Three famous painters, Lucas Cranach the Younger, Jean-François Millet, and Frederic Remington are the main course today, with three more 17th- and 18th-century Italian artists as a side dish, and Buster Keaton for dessert. Naturally, all the courses are birthday cake.

Lucas Cranach the Younger (4 October 1515 – 25 January 1586) is less renowned than his father, whose birthday is twelve days from now, but better known than his brother Hans or his son Augustin. He was born in Wittenberg and served as an apprentice in his father’s workshop. When his father died, it was Lucas, not elder brother Hans, who took charge of the studio. The Rwandan stamp shows Portrait of a Woman, but it is sometimes difficult to distinguish between the work of the father and the son, and it appears that the designer for the two stamps from Djibouti may have misattributed both the pieces represented. Each of the pictures in any case exists in several versions. The first item, Lucretia, which purports to be by Cranach the Younger, is explicitly assigned to his father on Wikipedia and on 1000museums.com, while this variant and this one are attributed, the first doubtfully, to the son and dated c1540. Meanwhile this other version of 1537, again according to Wikipedia, could be by either or both. Similarly, the offered version of The Judgment of Paris appears to be by Dad (c1512-14), with this variant (c1540-45) being Junior’s work. I wash my hands of the whole mess.

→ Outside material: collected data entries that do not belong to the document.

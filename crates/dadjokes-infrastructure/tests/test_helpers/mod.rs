#![allow(dead_code)]

use sqlx::SqlitePool;
use std::sync::Arc;

use dadjokes_infrastructure::persistence::Database;

pub async fn setup_in_memory_db() -> Arc<SqlitePool> {
    let db = Database::in_memory().await.expect("open in-memory db");
    db.run_migrations().await.expect("run migrations");
    Arc::new(db.pool().clone())
}
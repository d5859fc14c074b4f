use async_trait::async_trait;
use std::collections::HashMap;
use tokio::sync::RwLock;

use dadjokes_domain::shared::DomainError;
use dadjokes_domain::storage::KeyValueStore;

/// Volatile key-value store for tests and ephemeral sessions.
#[derive(Default)]
pub struct InMemoryKeyValueStore {
    entries: RwLock<HashMap<String, String>>,
}

impl InMemoryKeyValueStore {
    pub fn new() -> Self {
        Self::default()
    }

    pub async fn len(&self) -> usize {
        self.entries.read().await.len()
    }

    pub async fn is_empty(&self) -> bool {
        self.entries.read().await.is_empty()
    }
}

#[async_trait]
impl KeyValueStore for InMemoryKeyValueStore {
    async fn get(&self, key: &str) -> Result<Option<String>, DomainError> {
        Ok(self.entries.read().await.get(key).cloned())
    }

    async fn set(&self, key: &str, value: &str) -> Result<(), DomainError> {
        self.entries
            .write()
            .await
            .insert(key.to_string(), value.to_string());
        Ok(())
    }

    async fn delete(&self, key: &str) -> Result<(), DomainError> {
        self.entries.write().await.remove(key);
        Ok(())
    }
}
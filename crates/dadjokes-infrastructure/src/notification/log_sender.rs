use async_trait::async_trait;
use log::info;

use dadjokes_domain::notification::{NotificationMessage, NotificationSender};
use dadjokes_domain::shared::DomainError;

/// Writes notifications to the application log. Stands in for the platform
/// push channel, which lives outside this engine.
#[derive(Debug, Default, Clone, Copy)]
pub struct LogNotificationSender;

impl LogNotificationSender {
    pub fn new() -> Self {
        Self
    }
}

#[async_trait]
impl NotificationSender for LogNotificationSender {
    async fn send(&self, message: &NotificationMessage) -> Result<(), DomainError> {
        info!("[notify] {}: {}", message.title, message.body);
        Ok(())
    }
}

Now to the first of our three (consecutive) Italian artists, Francesco Solimena (October 4, 1657 – April 3, 1747), who learned from and collaborated with his father, Angelo Solimena, before going off on his own on a highly productive and remunerative career. He spent most of his life in Nocera and Naples, where his patron was Cardinal Vincenzo Orsini (later Pope Benedict XIII). Solimena developed into the dominant Neapolitan painter for the last fifty years of his life, executing frescoes, altarpieces, mythological paintings, and portraits. An example of his typically busy painted scenes can be observed in his Expulsion of Heliodorus from the Temple. He had many pupils, the Scottish portraitist Allan Ramsay spending three years in Solimena’s studio. Solimena got rich and was made a baron. On the 1991 Polish Christmas stamp is an Adoration of the Shepherds from Solimena’s hand. Here, for the curious, is a self-portrait of the artist.

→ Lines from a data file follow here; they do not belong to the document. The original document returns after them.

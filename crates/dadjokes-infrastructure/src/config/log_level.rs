use serde::{Deserialize, Serialize};

/// Log level configuration
#[derive(Debug, Clone, Copy, Default, Serialize, Deserialize, PartialEq, Eq)]
#[serde(rename_all = "lowercase")]
pub enum LogLevel {
    Error,
    Warn,
    #[default]
    Info,
    Debug,
    Trace,
}

impl LogLevel {
    pub fn as_str(&self) -> &'static str {
        match self {
            LogLevel::Error => "error",
            LogLevel::Warn => "warn",
            LogLevel::Info => "info",
            LogLevel::Debug => "debug",
            LogLevel::Trace => "trace",
        }
    }

    pub fn to_tracing_level(&self) -> tracing::Level {
        match self {
            LogLevel::Error => tracing::Level::ERROR,
            LogLevel::Warn => tracing::Level::WARN,
            LogLevel::Info => tracing::Level::INFO,
            LogLevel::Debug => tracing::Level::DEBUG,
            LogLevel::Trace => tracing::Level::TRACE,
        }
    }
}

impl std::fmt::Display for LogLevel {
    fn fmt(&self, f: &mut std::fmt::Formatter<'_>) -> std::fmt::Result {
        write!(f, "{}", self.as_str())
    }
}
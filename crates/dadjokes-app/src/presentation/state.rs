use std::sync::Arc;

use crate::application::services::{ReminderService, StateStore, SyncService};
use dadjokes_domain::calendar::Calendar;
use dadjokes_domain::notification::NotificationScheduler;
use dadjokes_domain::remote::RemoteStore;
use dadjokes_domain::storage::KeyValueStore;
use dadjokes_infrastructure::config::AppConfig;
use dadjokes_infrastructure::persistence::Database;

pub struct Runtime {
    pub db: Arc<Database>,
    pub calendar: Arc<dyn Calendar>,
}

pub struct Adapters {
    pub kv: Arc<dyn KeyValueStore>,
    pub remote: Arc<dyn RemoteStore>,
    pub scheduler: Arc<dyn NotificationScheduler>,
}

pub struct Services {
    pub store: Arc<StateStore>,
    pub sync: Arc<SyncService>,
    pub reminders: Arc<ReminderService>,
}

pub struct AppState {
    pub config: AppConfig,
    pub runtime: Runtime,
    pub adapters: Adapters,
    pub services: Services,
}

impl AppState {
    pub async fn new(config: AppConfig) -> anyhow::Result<Self> {
        crate::presentation::bootstrap::build_app_state(config).await
    }
}
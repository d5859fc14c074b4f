pub mod application;
pub mod presentation;
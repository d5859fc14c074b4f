pub mod bootstrap;
pub mod state;
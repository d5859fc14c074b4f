mod aggregate;

pub use aggregate::{CollectionBook, JokeCollection, DEFAULT_COLLECTION_EMOJI};
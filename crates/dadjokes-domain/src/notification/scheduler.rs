use async_trait::async_trait;
use chrono::{DateTime, Utc};
use serde::{Deserialize, Serialize};
use std::fmt;

use super::sender::NotificationMessage;
use crate::shared::DomainError;

/// What a notification is for. Cancellation is scoped to one kind.
#[derive(Debug, Clone, Copy, PartialEq, Eq, Hash, Serialize, Deserialize)]
#[serde(rename_all = "snake_case")]
pub enum NotificationKind {
    /// The recurring daily reminder.
    Reminder,
    /// Badge and achievement announcements.
    Unlock,
}

impl fmt::Display for NotificationKind {
    fn fmt(&self, f: &mut fmt::Formatter<'_>) -> fmt::Result {
        match self {
            NotificationKind::Reminder => write!(f, "reminder"),
            NotificationKind::Unlock => write!(f, "unlock"),
        }
    }
}

#[derive(Debug, Clone, PartialEq, Eq, Serialize, Deserialize)]
pub struct ScheduledNotification {
    pub kind: NotificationKind,
    pub message: NotificationMessage,
    pub trigger_at: DateTime<Utc>,
}

impl ScheduledNotification {
    pub fn new(
        kind: NotificationKind,
        title: impl Into<String>,
        body: impl Into<String>,
        trigger_at: DateTime<Utc>,
    ) -> Self {
        Self {
            kind,
            message: NotificationMessage::new(title, body),
            trigger_at,
        }
    }
}

/// Schedules local notifications. Callers treat it as fire-and-forget.
#[async_trait]
pub trait NotificationScheduler: Send + Sync {
    async fn schedule(&self, notification: ScheduledNotification) -> Result<(), DomainError>;

    /// Cancel pending notifications of `kind`. Other kinds keep running.
    async fn cancel(&self, kind: NotificationKind) -> Result<(), DomainError>;
}
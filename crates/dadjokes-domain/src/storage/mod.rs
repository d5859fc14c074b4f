use async_trait::async_trait;

use crate::shared::DomainError;

/// Durable string key-value storage on the device.
#[async_trait]
pub trait KeyValueStore: Send + Sync {
    async fn get(&self, key: &str) -> Result<Option<String>, DomainError>;

    /// Insert or replace the value for `key`.
    async fn set(&self, key: &str, value: &str) -> Result<(), DomainError>;

    /// Deleting a missing key is not an error.
    async fn delete(&self, key: &str) -> Result<(), DomainError>;
}
//! Monsters Under the Bed - an image-anchored AR candy defense game
//!
//! Core modules:
//! - `sim`: Deterministic simulation (hands, candies, countdown, game state)
//! - `platform`: Host-side drivers (countdown ticker, shared game handle)
//! - `scene`: Tracking target and asset requirements
//! - `tuning`: Data-driven game balance

pub mod error;
pub mod platform;
pub mod scene;
pub mod sim;
pub mod tuning;

pub use error::SetupError;
pub use scene::{AnchorId, AssetCatalog, SceneConfig, TrackingTarget};
pub use tuning::Tuning;

/// Game configuration constants
pub mod consts {
    /// Countdown length in seconds
    pub const TIMER_LENGTH: u32 = 15;
    /// Countdown tick period in seconds
    pub const TIMER_PERIOD_SECS: f64 = 1.0;
    /// Number of hand/candy pairs
    pub const ENEMY_COUNT: usize = 3;

    /// Hands move at most 30 times per second
    pub const HAND_UPDATE_INTERVAL: f64 = 1.0 / 30.0;
    /// Health at the start of every life
    pub const HAND_START_HEALTH: i32 = 10;
    /// Rise per update (meters)
    pub const HAND_BASE_SPEED: f32 = 0.0025;
    /// Starting height above the anchor (meters)
    pub const HAND_START_OFFSET: f32 = 0.00015;
    /// Push back per tap (meters)
    pub const HAND_KNOCKBACK: f32 = 0.1;
    /// Hands speed up once health drops to this
    pub const HAND_BOOST_HEALTH: i32 = 3;
    pub const HAND_BOOST_FACTOR: f32 = 1.5;

    /// Scene layout (meters)
    pub const ENTITY_SPACING: f32 = 0.035;
    pub const CANDY_HEIGHT: f32 = 0.30;
}
//! Collision resolution
//!
//! Geometry tests happen in the host's physics layer. The core receives the
//! colliding pair and decides whether it eats a candy.

use serde::{Deserialize, Serialize};

use super::state::{CandyId, GameState, HandId};

/// A collision-began event between a hand and a candy
#[derive(Debug, Clone, Copy, PartialEq, Eq, Serialize, Deserialize)]
pub struct CollisionEvent {
    pub hand: HandId,
    pub candy: CandyId,
}

impl CollisionEvent {
    pub fn new(hand: usize, candy: usize) -> Self {
        Self {
            hand: HandId(hand),
            candy: CandyId(candy),
        }
    }

    /// Hands only ever eat their own candy
    pub fn is_paired(&self) -> bool {
        self.hand.paired_candy() == self.candy
    }
}

/// Apply a collision to the state.
///
/// Returns the candy that was caught by this event, if any. Mismatched pairs,
/// unknown ids and candies that are already gone are ignored.
pub fn resolve_collision(state: &mut GameState, event: &CollisionEvent) -> Option<CandyId> {
    if !event.is_paired() || state.hand(event.hand).is_none() {
        return None;
    }

    let candy = state.candy_mut(event.candy)?;
    if !candy.active {
        return None;
    }
    candy.handle_catch().then_some(candy.id)
}

#[cfg(test)]
mod tests {
    use super::*;
    use crate::tuning::Tuning;

    fn spawned_state() -> GameState {
        let tuning = Tuning::default();
        let mut state = GameState::new(&tuning);
        state.spawn_entities(&tuning);
        state
    }

    #[test]
    fn test_matching_pair_catches() {
        let mut state = spawned_state();
        let caught = resolve_collision(&mut state, &CollisionEvent::new(1, 1));

        assert_eq!(caught, Some(CandyId(1)));
        assert!(state.candies[1].caught);
        assert!(!state.candies[1].active);
        assert!(!state.candies[0].caught);
    }

    #[test]
    fn test_mismatched_pair_ignored() {
        let mut state = spawned_state();
        let before = state.clone();

        assert_eq!(resolve_collision(&mut state, &CollisionEvent::new(0, 2)), None);
        assert_eq!(resolve_collision(&mut state, &CollisionEvent::new(2, 1)), None);
        assert_eq!(state, before);
    }

    #[test]
    fn test_second_collision_is_noop() {
        let mut state = spawned_state();
        let event = CollisionEvent::new(2, 2);

        assert_eq!(resolve_collision(&mut state, &event), Some(CandyId(2)));
        let after_first = state.clone();
        assert_eq!(resolve_collision(&mut state, &event), None);
        assert_eq!(state, after_first);
    }

    #[test]
    fn test_unknown_ids_ignored() {
        let mut state = spawned_state();
        assert_eq!(resolve_collision(&mut state, &CollisionEvent::new(7, 7)), None);

        // Nothing spawned yet
        let mut empty = GameState::new(&Tuning::default());
        assert_eq!(resolve_collision(&mut empty, &CollisionEvent::new(0, 0)), None);
    }
}
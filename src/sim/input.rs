//! Tap input resolution
//!
//! Screen-to-entity hit testing belongs to the host; a tap arrives here
//! already resolved to the entity under the finger, if any.

use serde::{Deserialize, Serialize};

use super::state::{CandyId, GameState, HandId};
use crate::tuning::Tuning;

/// Entity a tap landed on
#[derive(Debug, Clone, Copy, PartialEq, Eq, Serialize, Deserialize)]
pub enum TapTarget {
    Hand(HandId),
    Candy(CandyId),
}

/// A single tap from the player
#[derive(Debug, Clone, Copy, Default, PartialEq, Eq, Serialize, Deserialize)]
pub struct TapEvent {
    /// `None` when the tap hit empty space
    pub target: Option<TapTarget>,
}

impl TapEvent {
    pub fn hand(index: usize) -> Self {
        Self {
            target: Some(TapTarget::Hand(HandId(index))),
        }
    }

    pub fn candy(index: usize) -> Self {
        Self {
            target: Some(TapTarget::Candy(CandyId(index))),
        }
    }

    pub fn miss() -> Self {
        Self::default()
    }
}

/// Outcome of a tap that hit a hand
#[derive(Debug, Clone, Copy, PartialEq, Eq)]
pub struct TapHit {
    pub hand: HandId,
    pub health: i32,
    /// This tap triggered the speed boost
    pub boosted: bool,
}

/// Damage the tapped hand. Taps on nothing, on candies or on unknown hands
/// are ignored.
pub fn resolve_tap(state: &mut GameState, tap: &TapEvent, tuning: &Tuning) -> Option<TapHit> {
    let Some(TapTarget::Hand(id)) = tap.target else {
        return None;
    };

    let hand = state.hand_mut(id)?;
    let boosted = hand.handle_tap(tuning);
    Some(TapHit {
        hand: id,
        health: hand.health,
        boosted,
    })
}

#[cfg(test)]
mod tests {
    use super::*;

    fn spawned_state(tuning: &Tuning) -> GameState {
        let mut state = GameState::new(tuning);
        state.spawn_entities(tuning);
        state
    }

    #[test]
    fn test_tap_hits_hand() {
        let tuning = Tuning::default();
        let mut state = spawned_state(&tuning);

        let hit = resolve_tap(&mut state, &TapEvent::hand(0), &tuning).unwrap();
        assert_eq!(hit.hand, HandId(0));
        assert_eq!(hit.health, tuning.hand_start_health - 1);
        assert!(!hit.boosted);
        assert_eq!(state.hands[1].health, tuning.hand_start_health);
    }

    #[test]
    fn test_tap_on_candy_or_nothing_ignored() {
        let tuning = Tuning::default();
        let mut state = spawned_state(&tuning);
        let before = state.clone();

        assert!(resolve_tap(&mut state, &TapEvent::candy(0), &tuning).is_none());
        assert!(resolve_tap(&mut state, &TapEvent::miss(), &tuning).is_none());
        assert!(resolve_tap(&mut state, &TapEvent::hand(9), &tuning).is_none());
        assert_eq!(state, before);
    }

    #[test]
    fn test_tap_reports_boost() {
        let tuning = Tuning::default();
        let mut state = spawned_state(&tuning);
        state.hands[2].health = tuning.boost_health + 1;

        let hit = resolve_tap(&mut state, &TapEvent::hand(2), &tuning).unwrap();
        assert!(hit.boosted);
        assert_eq!(hit.health, tuning.boost_health);
    }
}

The Venetian Francesco Fontebasso (4 October 1707 – 31 May 1769) apprenticed with Sebastiano Ricci, but was perhaps more indebted to Tiepolo for his own style. He went to Saint Petersburg in 1761 and provided decorations for the Winter Palace, remaining for seven years before returning to Venice, where he died the next year. Coincidentally, the only Fontebasso stamp we have is, as with Solimena, an Adoration of the Shepherds, this time from an Hungarian stamp of 1970.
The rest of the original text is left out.